Paralelamente, pretende-se divulgar amplamente o trabalho na mídia, com a publicação de artigos para leigos, além de artigos científicos em revistas predominantemente internacionais. A divulgação dos resultados também acontecerá em eventos de medicina veterinária realizados em todo o mundo, além de cursos de atualização e oferecimento de disciplinas em programas de pós-graduação das universidades envolvidas nos projetos.
Tratamentos
O desenvolvimento e a validação das escalas de dor representam uma parte essencial do projeto temático. Mas os estudos vão além. A avaliação da dor só terá importância quando os animais se beneficiam dela, com um tratamento adequado e a consequente melhora em sua qualidade de vida. As pesquisas, portanto, também têm como objetivo estabelecer protocolos sedativos e analgésicos precisos mediante modelagem farmacocinética-farmacodinâmica em equinos e cães, além de avançar no estudo de técnicas complementares (acupuntura, fitoterapia e implante de células-tronco) e tornar mais precisos os bloqueios anestésicos espinhais guiados por ultrassonografia. Vários desses projetos tem enfoque no tratamento da dor aguda e crônica.

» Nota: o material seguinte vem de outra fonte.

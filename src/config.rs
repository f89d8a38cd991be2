use std::path::{Path, PathBuf};

use serde::{Deserialize, Serialize};

use crate::foundation::error::YumeResult;
use crate::io;
use crate::location::{LocationPromptBuilder, WorldData};

/// Environment variable holding the `tracing` filter directive for the binary.
pub const LOG_ENV: &str = "YUME_LOG";
pub const DEFAULT_LOG_FILTER: &str = "yume=info";

/// On-disk settings for the `yume` binary.
///
/// Read from YAML when the file ends in `.yaml`/`.yml`, JSON otherwise. Missing keys take their
/// defaults.
#[derive(Clone, Debug, PartialEq, Eq, Serialize, Deserialize)]
#[serde(default)]
pub struct YumeConfig {
    /// Global world settings (`world.json`).
    pub world: PathBuf,
    /// Directory of per-location environment JSON files.
    pub environments: PathBuf,
    pub output_dir: PathBuf,
}

impl Default for YumeConfig {
    fn default() -> Self {
        Self {
            world: PathBuf::from("data/world.json"),
            environments: PathBuf::from("data/environments"),
            output_dir: PathBuf::from("output"),
        }
    }
}

impl YumeConfig {
    pub fn from_path(path: impl AsRef<Path>) -> YumeResult<Self> {
        let path = path.as_ref();
        match io::file_extension(path).as_str() {
            ".yaml" | ".yml" => io::read_yaml(path),
            _ => io::read_json(path),
        }
    }

    /// Resolve relative paths against `base`, typically the config file's directory.
    pub fn rebase(mut self, base: impl AsRef<Path>) -> Self {
        let base = base.as_ref();
        for p in [&mut self.world, &mut self.environments, &mut self.output_dir] {
            if p.is_relative() {
                *p = base.join(&*p);
            }
        }
        self
    }

    pub fn load_world(&self) -> YumeResult<WorldData> {
        WorldData::load(&self.world, &self.environments)
    }

    pub fn location_builder(&self) -> YumeResult<LocationPromptBuilder> {
        Ok(LocationPromptBuilder::from_world_data(self.load_world()?))
    }
}

#[cfg(test)]
mod tests {
    use super::*;

    #[test]
    fn missing_keys_take_defaults() {
        let cfg: YumeConfig = serde_json::from_str(r#"{"output_dir": "boards"}"#).unwrap();
        assert_eq!(cfg.output_dir, PathBuf::from("boards"));
        assert_eq!(cfg.world, PathBuf::from("data/world.json"));
    }

    #[test]
    fn rebase_only_touches_relative_paths() {
        let cfg = YumeConfig {
            world: PathBuf::from("/abs/world.json"),
            ..YumeConfig::default()
        }
        .rebase("project");
        assert_eq!(cfg.world, PathBuf::from("/abs/world.json"));
        assert_eq!(cfg.environments, Path::new("project").join("data/environments"));
    }
}
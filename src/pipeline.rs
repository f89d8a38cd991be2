use std::path::Path;

use crate::foundation::error::YumeResult;
use crate::scene::SceneStore;

pub mod collaborator;
pub mod panel;

pub use collaborator::{ImageEngine, PromptGenerator, ScriptParser, StoryboardBuilder};
pub use panel::{Panel, PanelSet, StoryboardMetadata};

/// Script-to-storyboard sequencer.
///
/// Pipeline:
/// 1. [`ScriptParser::parse`]
/// 2. [`SceneStore::insert_many`]
/// 3. [`PromptGenerator::generate`] once per scene
/// 4. [`ImageEngine::generate`] once per prompt, each result recorded as a [`Panel`]
/// 5. [`StoryboardBuilder::build`]
///
/// Every step runs synchronously and in order. The first collaborator error aborts the run and
/// is returned unchanged.
pub struct Pipeline<S> {
    parser: Box<dyn ScriptParser>,
    prompts: Box<dyn PromptGenerator>,
    images: Box<dyn ImageEngine>,
    storyboard: Box<dyn StoryboardBuilder<Storyboard = S>>,
    scenes: SceneStore,
    panels: PanelSet,
}

impl<S> Pipeline<S> {
    pub fn new(
        parser: impl ScriptParser + 'static,
        prompts: impl PromptGenerator + 'static,
        images: impl ImageEngine + 'static,
        storyboard: impl StoryboardBuilder<Storyboard = S> + 'static,
    ) -> Self {
        Self {
            parser: Box::new(parser),
            prompts: Box::new(prompts),
            images: Box::new(images),
            storyboard: Box::new(storyboard),
            scenes: SceneStore::new(),
            panels: PanelSet::new(),
        }
    }

    /// Full end-to-end generation for one script.
    ///
    /// The scene store and panel set are reset first, so after the call they describe this
    /// script only.
    #[tracing::instrument(skip_all, fields(script_bytes = script_text.len()))]
    pub fn run(&mut self, script_text: &str) -> YumeResult<S> {
        self.scenes.clear();
        self.panels.clear();

        let drafts = self.parser.parse(script_text)?;
        let scenes = self.scenes.insert_many(drafts)?;
        tracing::info!(scenes = scenes.len(), "script parsed");

        let mut prompts = Vec::with_capacity(scenes.len());
        for scene in scenes {
            prompts.push(self.prompts.generate(scene)?);
        }
        let metadata = StoryboardMetadata {
            total_scenes: scenes.len(),
        };

        for (idx, prompt) in prompts.into_iter().enumerate() {
            let image = self.images.generate(&prompt)?;
            tracing::debug!(panel = idx, "panel generated");
            self.panels.push(Panel::new(prompt, image));
        }

        self.storyboard.build(self.panels.panels(), &metadata)
    }

    /// Parse and prompt only. No images are generated and the pipeline's scene store is left
    /// untouched.
    #[tracing::instrument(skip_all, fields(script_bytes = script_text.len()))]
    pub fn preview(&mut self, script_text: &str) -> YumeResult<Vec<String>> {
        let drafts = self.parser.parse(script_text)?;

        let mut scratch = SceneStore::new();
        let scenes = scratch.insert_many(drafts)?;

        let mut prompts = Vec::with_capacity(scenes.len());
        for scene in scenes {
            prompts.push(self.prompts.generate(scene)?);
        }
        Ok(prompts)
    }

    /// Export through the storyboard builder. The format is the builder's business.
    pub fn save_storyboard(&self, storyboard: &S, output_path: impl AsRef<Path>) -> YumeResult<()> {
        self.storyboard.save(storyboard, output_path.as_ref())
    }

    /// Scenes recorded by the most recent [`Pipeline::run`].
    pub fn scenes(&self) -> &SceneStore {
        &self.scenes
    }

    /// Panels produced by the most recent [`Pipeline::run`].
    pub fn panels(&self) -> &[Panel] {
        self.panels.panels()
    }
}
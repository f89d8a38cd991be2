use serde::{Deserialize, Serialize};

/// Interior/exterior marker taken from a script slugline.
#[derive(Clone, Copy, Debug, PartialEq, Eq, Hash, Serialize, Deserialize)]
pub enum SceneKind {
    #[serde(rename = "INT")]
    Int,
    #[serde(rename = "EXT")]
    Ext,
}

impl SceneKind {
    pub fn as_str(self) -> &'static str {
        match self {
            Self::Int => "INT",
            Self::Ext => "EXT",
        }
    }
}

impl std::fmt::Display for SceneKind {
    fn fmt(&self, f: &mut std::fmt::Formatter<'_>) -> std::fmt::Result {
        f.write_str(self.as_str())
    }
}

/// A scene as handed over by a script parser, before the store has shaped it.
///
/// Every field is optional here; [`crate::SceneStore::insert`] assigns the id, checks
/// `raw_text` and fills the remaining defaults.
#[derive(Clone, Debug, Default, PartialEq, Eq, Serialize, Deserialize)]
#[serde(default)]
pub struct SceneDraft {
    pub id: Option<u64>,
    pub raw_text: Option<String>,
    #[serde(rename = "type")]
    pub kind: Option<SceneKind>,
    pub location: Option<String>,
    pub characters: Option<Vec<String>>,
    pub verbs: Option<Vec<String>>,
    pub dialogue: Option<Vec<String>>,
    pub mood: Option<String>,
}

impl SceneDraft {
    pub fn new(raw_text: impl Into<String>) -> Self {
        Self {
            raw_text: Some(raw_text.into()),
            ..Self::default()
        }
    }

    pub fn with_id(mut self, id: u64) -> Self {
        self.id = Some(id);
        self
    }

    pub fn with_kind(mut self, kind: SceneKind) -> Self {
        self.kind = Some(kind);
        self
    }

    pub fn with_location(mut self, location: impl Into<String>) -> Self {
        self.location = Some(location.into());
        self
    }

    pub fn with_characters<I, S>(mut self, characters: I) -> Self
    where
        I: IntoIterator<Item = S>,
        S: Into<String>,
    {
        self.characters = Some(characters.into_iter().map(Into::into).collect());
        self
    }

    pub fn with_mood(mut self, mood: impl Into<String>) -> Self {
        self.mood = Some(mood.into());
        self
    }
}

/// A stored scene. Every field is present once a draft has been accepted.
#[derive(Clone, Debug, PartialEq, Eq, Serialize, Deserialize)]
pub struct Scene {
    pub id: u64,
    pub raw_text: String,
    #[serde(rename = "type")]
    pub kind: Option<SceneKind>,
    pub location: Option<String>,
    pub characters: Vec<String>,
    pub verbs: Vec<String>,
    pub dialogue: Vec<String>,
    pub mood: Option<String>,
}

impl Scene {
    /// Shape a draft whose id and text are already settled. Unset lists become empty.
    pub(crate) fn from_draft(id: u64, raw_text: String, draft: SceneDraft) -> Self {
        Self {
            id,
            raw_text,
            kind: draft.kind,
            location: draft.location,
            characters: draft.characters.unwrap_or_default(),
            verbs: draft.verbs.unwrap_or_default(),
            dialogue: draft.dialogue.unwrap_or_default(),
            mood: draft.mood,
        }
    }
}
pub mod error;
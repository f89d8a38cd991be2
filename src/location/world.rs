use std::collections::BTreeMap;
use std::path::Path;

use crate::foundation::error::YumeResult;
use crate::io;
use crate::location::{EnvironmentSettings, WorldSettings};

/// World settings plus every environment file found next to them.
#[derive(Clone, Debug, Default, PartialEq, Eq)]
pub struct WorldData {
    pub world: WorldSettings,
    /// Keyed by lower-cased location name.
    pub environments: BTreeMap<String, EnvironmentSettings>,
}

impl WorldData {
    /// Read `world_path` and each `*.json` directly under `environments_dir`.
    ///
    /// An environment is keyed by its `name` field, or by the file stem when the field is
    /// absent. Files are read in path order; when two resolve to the same key the later one
    /// replaces the earlier. A missing environments directory is treated as empty.
    pub fn load(
        world_path: impl AsRef<Path>,
        environments_dir: impl AsRef<Path>,
    ) -> YumeResult<Self> {
        let world: WorldSettings = io::read_json(world_path)?;

        let mut environments = BTreeMap::new();
        for path in io::list_files(environments_dir, Some(&[".json"][..]), false)? {
            let env: EnvironmentSettings = io::read_json(&path)?;
            let key = env
                .name
                .clone()
                .unwrap_or_else(|| io::file_stem(&path))
                .to_lowercase();
            tracing::debug!(location = %key, path = %path.display(), "environment loaded");
            if environments.insert(key.clone(), env).is_some() {
                tracing::warn!(
                    location = %key,
                    path = %path.display(),
                    "environment key defined twice, later file wins"
                );
            }
        }

        Ok(Self {
            world,
            environments,
        })
    }
}
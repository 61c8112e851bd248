use crate::error::{Error, Result};
use reqwest::blocking::Client;

/// Response body plus status, as read by the scraping layer
#[derive(Debug)]
pub struct Page {
    pub status: u16,
    pub body: String,
}

impl Page {
    pub fn is_ok(&self) -> bool {
        self.status == 200
    }

    /// Fail with a transport error unless the status is 200.
    pub fn require_ok(self, what: &str) -> Result<Self> {
        if self.is_ok() {
            Ok(self)
        } else {
            Err(Error::transport(format!("HTTP {} while {}", self.status, what)))
        }
    }
}

/// One authenticated FreeDNS web session.
///
/// The HTTP client is built on first use and keeps a cookie store, so the
/// login cookie is sent with every later request. There is no logout and
/// no re-login: a failed login only shows up later as empty listings.
pub struct SessionManager {
    server: String,
    username: String,
    password: String,
    session: Option<Session>,
}

struct Session {
    http: Client,
    authenticated: bool,
}

impl SessionManager {
    pub fn new(
        server: impl Into<String>,
        username: impl Into<String>,
        password: impl Into<String>,
    ) -> Self {
        Self {
            server: server.into().trim_end_matches('/').to_string(),
            username: username.into(),
            password: password.into(),
            session: None,
        }
    }

    pub fn server(&self) -> &str {
        &self.server
    }

    pub fn username(&self) -> &str {
        &self.username
    }

    pub fn password(&self) -> &str {
        &self.password
    }

    fn url(&self, path: &str) -> String {
        format!("{}{}", self.server, path)
    }

    /// Log in unless a session already exists.
    ///
    /// Returns whether the login page answered 200. That is all FreeDNS
    /// tells us at this point; bad credentials are not distinguishable here.
    pub fn ensure_logged_in(&mut self) -> Result<bool> {
        if let Some(session) = &self.session {
            return Ok(session.authenticated);
        }

        let http = Client::builder()
            .cookie_store(true)
            .user_agent(crate::USER_AGENT)
            .build()?;

        log::debug!("Logging in to {} as {}", self.server, self.username);
        let form = [
            ("action", "auth"),
            ("submit", "Login"),
            ("username", self.username.as_str()),
            ("password", self.password.as_str()),
        ];

        // Keep the session even when login fails, so it is attempted only once
        let response = http.post(self.url("/zc.php?step=2")).form(&form).send();
        let authenticated = match response {
            Ok(resp) => {
                let status = resp.status().as_u16();
                if status == 200 {
                    log::debug!("Login page answered HTTP 200");
                    true
                } else {
                    log::warn!("Login to FreeDNS answered HTTP {}", status);
                    false
                }
            }
            Err(e) => {
                self.session = Some(Session { http, authenticated: false });
                return Err(e.into());
            }
        };

        self.session = Some(Session { http, authenticated });
        Ok(authenticated)
    }

    fn http(&mut self) -> Result<&Client> {
        self.ensure_logged_in()?;
        self.session
            .as_ref()
            .map(|s| &s.http)
            .ok_or_else(|| Error::transport("no session"))
    }

    pub fn get(&mut self, path: &str) -> Result<Page> {
        let url = self.url(path);
        log::debug!("GET {}", path);
        let response = self.http()?.get(url).send()?;
        read_page(response)
    }

    pub fn post(&mut self, path: &str) -> Result<Page> {
        let url = self.url(path);
        log::debug!("POST {}", path);
        let response = self.http()?.post(url).send()?;
        read_page(response)
    }

    pub fn post_form(&mut self, path: &str, form: &[(&str, String)]) -> Result<Page> {
        let url = self.url(path);
        log::debug!("POST {} ({} fields)", path, form.len());
        let response = self.http()?.post(url).form(form).send()?;
        read_page(response)
    }
}

fn read_page(response: reqwest::blocking::Response) -> Result<Page> {
    let status = response.status().as_u16();
    let body = response.text()?;
    Ok(Page { status, body })
}

#[cfg(test)]
mod tests {
    use super::*;
    use mockito::Matcher;

    #[test]
    fn test_login_once_and_reuse_cookie() {
        let mut server = mockito::Server::new();
        let login = server
            .mock("POST", "/zc.php?step=2")
            .match_body(Matcher::AllOf(vec![
                Matcher::UrlEncoded("action".into(), "auth".into()),
                Matcher::UrlEncoded("submit".into(), "Login".into()),
                Matcher::UrlEncoded("username".into(), "alice".into()),
                Matcher::UrlEncoded("password".into(), "s3cret".into()),
            ]))
            .with_status(200)
            .with_header("set-cookie", "dns_cookie=abc123; path=/")
            .with_body("<html><title>Welcome</title></html>")
            .expect(1)
            .create();
        let listing = server
            .mock("POST", "/subdomain/")
            .match_header("cookie", Matcher::Regex("dns_cookie=abc123".into()))
            .with_status(200)
            .with_body("<html></html>")
            .expect(2)
            .create();

        let mut session = SessionManager::new(server.url(), "alice", "s3cret");
        assert!(session.ensure_logged_in().unwrap());
        assert!(session.ensure_logged_in().unwrap());
        assert!(session.post("/subdomain/").unwrap().is_ok());
        assert!(session.post("/subdomain/").unwrap().is_ok());

        login.assert();
        listing.assert();
    }

    #[test]
    fn test_failed_login_is_not_an_error() {
        let mut server = mockito::Server::new();
        let login = server
            .mock("POST", "/zc.php?step=2")
            .with_status(403)
            .expect(1)
            .create();

        let mut session = SessionManager::new(format!("{}/", server.url()), "alice", "wrong");
        assert!(!session.ensure_logged_in().unwrap());
        // Not retried
        assert!(!session.ensure_logged_in().unwrap());
        login.assert();
    }

    #[test]
    fn test_require_ok() {
        let page = Page { status: 200, body: String::new() };
        assert!(page.require_ok("listing zones").is_ok());

        let page = Page { status: 502, body: String::new() };
        let err = page.require_ok("listing zones").unwrap_err();
        assert!(matches!(err, Error::Transport(_)));
        assert!(err.to_string().contains("HTTP 502"));
    }

    #[test]
    fn test_connection_failure_is_transport_error() {
        // Nothing listens on port 9 of the loopback interface
        let mut session = SessionManager::new("http://127.0.0.1:9", "alice", "s3cret");
        let err = session.ensure_logged_in().unwrap_err();
        assert!(matches!(err, Error::Transport(_)));
        assert!(!err.to_string().contains("s3cret"));
    }
}
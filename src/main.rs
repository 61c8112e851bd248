mod args;
mod clients;
mod config;
mod error;

use std::error::Error;
use std::time::Duration;

/// User-Agent header value for HTTP requests
pub const USER_AGENT: &str = concat!("freedns-txt/", env!("CARGO_PKG_VERSION"));

fn init_logger(verbose: bool, test: bool, debug: bool, quiet: bool) {
    let log_level = if quiet {
        log::LevelFilter::Error
    } else if debug {
        log::LevelFilter::Debug
    } else if verbose || test {
        log::LevelFilter::Info
    } else {
        log::LevelFilter::Warn
    };

    env_logger::builder()
        .filter(None, log_level)
        .init();
}

fn main() -> Result<(), Box<dyn Error>> {
    let args = args::Args::new();
    let test = args.test;

    init_logger(args.verbose, test, args.debug, args.quiet);

    let config = config::Config::load(&args)?;
    config.validate()?;

    let mut client = clients::create_client("freedns", &config)?;
    client.validate_config()?;
    log::info!("Using provider: {}", client.provider_name());

    let result = match &args.command {
        args::Command::Present { challenge, propagation } => {
            let wait = config::parse_interval(propagation)?;
            let name = challenge.validation_name();
            log::info!("Presenting {} for {}", name, challenge.domain);
            client.present(&challenge.domain, &name, &challenge.content).map(|_| {
                if wait > 0 && !test {
                    log::info!("Waiting {}s for DNS propagation", wait);
                    std::thread::sleep(Duration::from_secs(wait));
                }
            })
        }
        args::Command::Cleanup { challenge } => {
            let name = challenge.validation_name();
            log::info!("Cleaning up {} for {}", name, challenge.domain);
            client.cleanup(&challenge.domain, &name, &challenge.content)
        }
    };

    if let Err(e) = &result {
        if e.is_fatal() {
            log::error!("Unrecoverable configuration error: {}", e);
        } else {
            log::error!("FreeDNS update failed: {}", e);
        }
    }

    Ok(result?)
}
use chrono::{DateTime, Utc};
use sea_orm::entity::prelude::*;

/// An investment vehicle searching (or formerly searching) for acquisitions.
/// Owned by the fund-management CRUD; the matching engine only reads it.
#[derive(Clone, Debug, PartialEq, DeriveEntityModel)]
#[sea_orm(table_name = "funds")]
pub struct Model {
    #[sea_orm(primary_key, auto_increment = false)]
    pub id: Uuid,
    pub name: String,
    /// Free text; only the literal "searching" avoids the status penalty.
    pub status: String,
    /// Null or empty means "no stated preference".
    pub geography_focus: Option<Vec<String>>,
    pub sector_focus: Option<Vec<String>>,
    /// Sectors that hard-disqualify an operation regardless of other criteria.
    pub sector_exclusions: Option<Vec<String>>,
    /// Null bound = unbounded on that side.
    pub ebitda_min: Option<i64>,
    pub ebitda_max: Option<i64>,
    pub revenue_min: Option<i64>,
    pub revenue_max: Option<i64>,
    pub created_at: DateTime<Utc>,
}

#[derive(Copy, Clone, Debug, EnumIter, DeriveRelation)]
pub enum Relation {}

impl ActiveModelBehavior for ActiveModel {}
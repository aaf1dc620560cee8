use chrono::{DateTime, Utc};
use sea_orm::entity::prelude::*;

/// A business-sale opportunity tracked in the deal pipeline.
/// Owned by the deal-sourcing CRUD; the matching engine only reads it.
#[derive(Clone, Debug, PartialEq, DeriveEntityModel)]
#[sea_orm(table_name = "operations")]
pub struct Model {
    #[sea_orm(primary_key, auto_increment = false)]
    pub id: Uuid,
    pub company_name: String,
    pub geographic_location: Option<String>,
    pub sector: Option<String>,
    pub subsector: Option<String>,
    pub revenue_amount: Option<i64>,
    pub ebitda_amount: Option<i64>,
    /// Must be "active" to be eligible for scoring.
    pub status: String,
    pub created_at: DateTime<Utc>,
}

#[derive(Copy, Clone, Debug, EnumIter, DeriveRelation)]
pub enum Relation {}

impl ActiveModelBehavior for ActiveModel {}
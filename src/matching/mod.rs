// Fund-opportunity matching: pure scoring plus the orchestration and
// persistence around it.
pub mod engine;
pub mod repository;
pub mod score;

pub use engine::{
    run_matching, MatchRunSummary, MatchScope, ENTITY_TYPE_OPERATION, OPERATION_STATUS_ACTIVE,
};
pub use repository::{MatchRepository, NewMatch, SqlMatchRepository};
pub use score::{score_pair, ScoredPair, FUND_STATUS_SEARCHING};
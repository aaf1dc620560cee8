use axum::{
    http::StatusCode,
    response::{IntoResponse, Response},
    Json,
};
use serde_json::json;
use std::fmt;

#[derive(Debug)]
pub enum AppError {
    InvalidRequest(String),
    UnsupportedEntityType(String),
    LoadFailure(String),
}

impl fmt::Display for AppError {
    fn fmt(&self, f: &mut fmt::Formatter<'_>) -> fmt::Result {
        match self {
            AppError::InvalidRequest(msg) => write!(f, "Invalid request: {}", msg),
            AppError::UnsupportedEntityType(kind) => {
                write!(f, "Unsupported entity type: {}", kind)
            }
            AppError::LoadFailure(msg) => write!(f, "Failed to load matching inputs: {}", msg),
        }
    }
}

impl std::error::Error for AppError {}

impl IntoResponse for AppError {
    fn into_response(self) -> Response {
        let (status, error_message) = match &self {
            AppError::InvalidRequest(_) => (StatusCode::BAD_REQUEST, self.to_string()),
            AppError::UnsupportedEntityType(_) => {
                (StatusCode::UNPROCESSABLE_ENTITY, self.to_string())
            }
            AppError::LoadFailure(_) => (StatusCode::INTERNAL_SERVER_ERROR, self.to_string()),
        };

        let body = Json(json!({
            "error": error_message,
        }));

        (status, body).into_response()
    }
}
use chrono::{DateTime, Utc};
use sea_orm::entity::prelude::*;
use sea_orm::FromJsonQueryResult;
use serde::{Deserialize, Serialize};

/// Structured explanation persisted alongside a match score.
///
/// Fixed shape rather than an open JSON map: per-criterion sub-scores, the
/// exclusion flag/reason when a sector exclusion fired, and the ordered
/// human-readable detail strings produced while scoring.
#[derive(Clone, Debug, Default, PartialEq, Eq, Serialize, Deserialize, FromJsonQueryResult)]
pub struct MatchReasons {
    pub geography: i32,
    pub sector: i32,
    pub size: i32,
    pub evidence: i32,
    #[serde(default)]
    pub excluded: bool,
    #[serde(default, skip_serializing_if = "Option::is_none")]
    pub exclusion_reason: Option<String>,
    #[serde(default)]
    pub details: Vec<String>,
}

/// The engine's sole owned table: one row per (fund, entity_type, entity_id),
/// overwritten in place on re-scoring. Zero-score pairs are never written.
#[derive(Clone, Debug, PartialEq, DeriveEntityModel)]
#[sea_orm(table_name = "matches")]
pub struct Model {
    #[sea_orm(primary_key, auto_increment = true)]
    pub id: i64,
    pub fund_id: Uuid,
    /// Always "operation" today; the key stays generalized for future kinds.
    pub entity_type: String,
    pub entity_id: Uuid,
    pub match_score: i32,
    #[sea_orm(column_type = "JsonBinary")]
    pub match_reasons: MatchReasons,
    pub last_scored_at: DateTime<Utc>,
}

#[derive(Copy, Clone, Debug, EnumIter, DeriveRelation)]
pub enum Relation {}

impl ActiveModelBehavior for ActiveModel {}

Dois dos subprojetos utilizam a terapia celular, ou seja, os procedimentos que envolvem o uso de células tronco. Um deles é voltado para a avaliação da dor e da resposta inflamatória após implante de células-tronco em lesões de tendão em equinos. O outro avalia o potencial analgésico, anti-inflamatório das células tronco em equinos portadores de osteoartrite, enfermidade causada pela degeneração da cartilagem que reveste as articulações, responsável por diminuir significativamente a qualidade de vida dos animais.
Referência
A FMVZ/Unesp já é uma referência internacional nas pesquisas com dor animal e, especialmente, na criação e validação de escalas. Existem apenas duas escalas de avaliação de dor aguda em cães, elaboradas pelas universidades de Melbourne (Austrália) e de Glasgow (Escócia). Em equinos, há escalas validadas por várias instituições. Todas as demais escalas de dor validadas existentes no mundo foram elaboradas pela FMVZ. “Nossas escalas em gatos, bovinos e suínos são as únicas validadas no mundo, embora essa última seja bastante recente e ainda não tenha sido publicada. Também temos a nossa de equinos”, conta o professor Stelio. Estamos conseguindo consagrar o nome da instituição com esse processo de validação das escalas. Os estudos feitos com dor no mundo citam nossos trabalhos”.
Recentemente, foram publicadas diretrizes sobre dor pelas instituições World Small Animal Veterinary Association (Associação Mundial de Veterinários de Pequenos Animais) e American Animal Hospital Association (Associação Americana de Hospitais Animais). Ambas citam a escala da FMVZ para avaliação da dor em gatos. A escala de bovinos da FMVZ, por sua vez, foi adotada pela Food and Drug Administration, dos Estados Unidos. “Além de gerar conhecimento que contribui com os profissionais da área, as publicações e citações em periódicos internacionais fortalecem o Programa de Pós-Graduação em Medicina Veterinária da FMVZ, e valorizam a instituição e o empenho das pessoas envolvidas”.